Although my brother was married several times during the course of his life, he never had any children of his own. But my brother did have several dogs during the course of his lifetime. When each one of his pet dogs passed away due to old age, it would not be long before he would have another dog to take its place. My brother eventually passed away at the age of 60. He had been in poor health for several years and he did not have a dog when he died. However, if my brother were still alive today, he would be in complete disagreement with everything that I am about to write about pets.
During the course of my own life I have had several pets, and I have had children and eventually grandchildren. Therefore, my perspective on the value of human life in comparison to the life of a family pet is based on a different set of life experiences than my brother.
During normal times there are a variety of good reasons to have a pet, such as loneliness, companionship, or the need for a seeing-eye dog if you are blind. There are also two other common reasons that people give for having a dog:
During really hard times there may still be some valid reasons to have a pet, but there will also be some equally valid reasons not to have one.
- Almost everyone says their dog is a good guard dog because the dog barks when anyone or anything approaches their home or apartment. However, during a hard times event this barking will attract attention to you and your resources and it will probably result in your demise as opposed to your salvation. On the other hand, if you have a dog that has been trained not to bark but to alert you of approaching danger in some other way, then your dog may be of some value during the coming hard times.
- Even if you have a "hunting breed dog" that dog will not know how to hunt unless it has been trained. Training a hunting dog takes a lot of time and patience. If your dog is already a very successful hunting companion, then it may have some value during the hard times ahead. However, in my opinion, a good set of steel traps would be a more effective way to catch wild game than to go hunting with a rifle and a dog. A good set of steel traps will cost about the same amount of money as a good dog. However, unlike a dog, you will not have to feed the traps every day. The traps will feed you.
At the very beginning of a hard times tragedy event, no one will consider it unusual to see a person or a family with a pet. However, as the hard times gradually continue to get worse, fewer and fewer pets will be seen for the following two reasons:
New York Times - June 26, 2008 - "Hard economic times in U.S. spell trouble for pets."
- Starving people have a different perspective about dogs and cats than non-starving people. A starving person sees the animal as a meal and if the animal is alone and unattended, then the animal quickly becomes a meal. Although a starving person may have been repulsed at the idea of eating a dog or a cat during normal times, after prolonged and acute starvation the starving person's perspective gradually becomes more practical. During the Great Depression of the 1930's household pets became a rare sight and they were usually only seen in the homes of wealthy families.

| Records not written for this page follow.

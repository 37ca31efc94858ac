//! Matching engine - finds likely duplicates of a transaction.
//!
//! The same purchase often shows up twice: once imported from the card statement and
//! once from the bank account that paid it. A candidate matches when its amount is
//! identical and its date falls within a few days of the reference transaction.

use crate::{
    core::transaction::require_transaction,
    entities::{Transaction, transaction},
    errors::{Error, Result},
};
use chrono::TimeDelta;
use sea_orm::{Condition, QueryOrder, QuerySelect, prelude::*};

/// Days either side of the reference date searched when no threshold is given.
pub const DEFAULT_DAY_THRESHOLD: i64 = 2;

/// Ids of transactions that may duplicate `transaction_id`, ordered by date then id.
///
/// Candidates have exactly the same amount and a date within `day_threshold` days of the
/// reference (both ends inclusive). With `uncategorized_only`, candidates must also have
/// at least one side unset. The reference transaction itself is never returned.
///
/// # Errors
/// Returns an error if:
/// - `day_threshold` is negative or too large to form a date range
/// - No transaction has this id
pub async fn find_matching_transactions<C>(
    db: &C,
    transaction_id: i64,
    day_threshold: i64,
    uncategorized_only: bool,
) -> Result<Vec<i64>>
where
    C: ConnectionTrait,
{
    if day_threshold < 0 {
        return Err(Error::validation(format!(
            "day_threshold must not be negative, got {day_threshold}"
        )));
    }
    let threshold = TimeDelta::try_days(day_threshold)
        .ok_or_else(|| Error::validation(format!("day_threshold {day_threshold} is too large")))?;

    let reference = require_transaction(db, transaction_id).await?;

    let out_of_range = || Error::validation(format!("day_threshold {day_threshold} is too large"));
    let earliest = reference
        .transaction_date
        .checked_sub_signed(threshold)
        .ok_or_else(out_of_range)?;
    let latest = reference
        .transaction_date
        .checked_add_signed(threshold)
        .ok_or_else(out_of_range)?;

    let mut query = Transaction::find()
        .select_only()
        .column(transaction::Column::Id)
        .filter(transaction::Column::Id.ne(reference.id))
        .filter(transaction::Column::Amount.eq(reference.amount))
        .filter(transaction::Column::TransactionDate.between(earliest, latest));

    if uncategorized_only {
        query = query.filter(
            Condition::any()
                .add(transaction::Column::DebitAccountId.is_null())
                .add(transaction::Column::CreditAccountId.is_null()),
        );
    }

    let matches = query
        .order_by_asc(transaction::Column::TransactionDate)
        .order_by_asc(transaction::Column::Id)
        .into_tuple::<i64>()
        .all(db)
        .await?;

    tracing::debug!(
        "Transaction {} has {} candidate match(es) within {} day(s)",
        transaction_id,
        matches.len(),
        day_threshold
    );
    Ok(matches)
}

- People who are experiencing hard times eventually run out of money and food. When that happens they take their pet to the Humane Society, or they simply take their pet several miles away and turn it loose to fend for itself. Of these two options, the Humane Society is the better choice during hard times. A pet that is simply turned loose to fend for itself will eventually become someone's meal, or that pet will become a member of a "wild dog pack" which will surround and kill anyone and anything they can in order to survive. (Note: This paragraph was written on March 17, 2008. Click on the link below for a New York Times Article that was written on June 26, 2008.)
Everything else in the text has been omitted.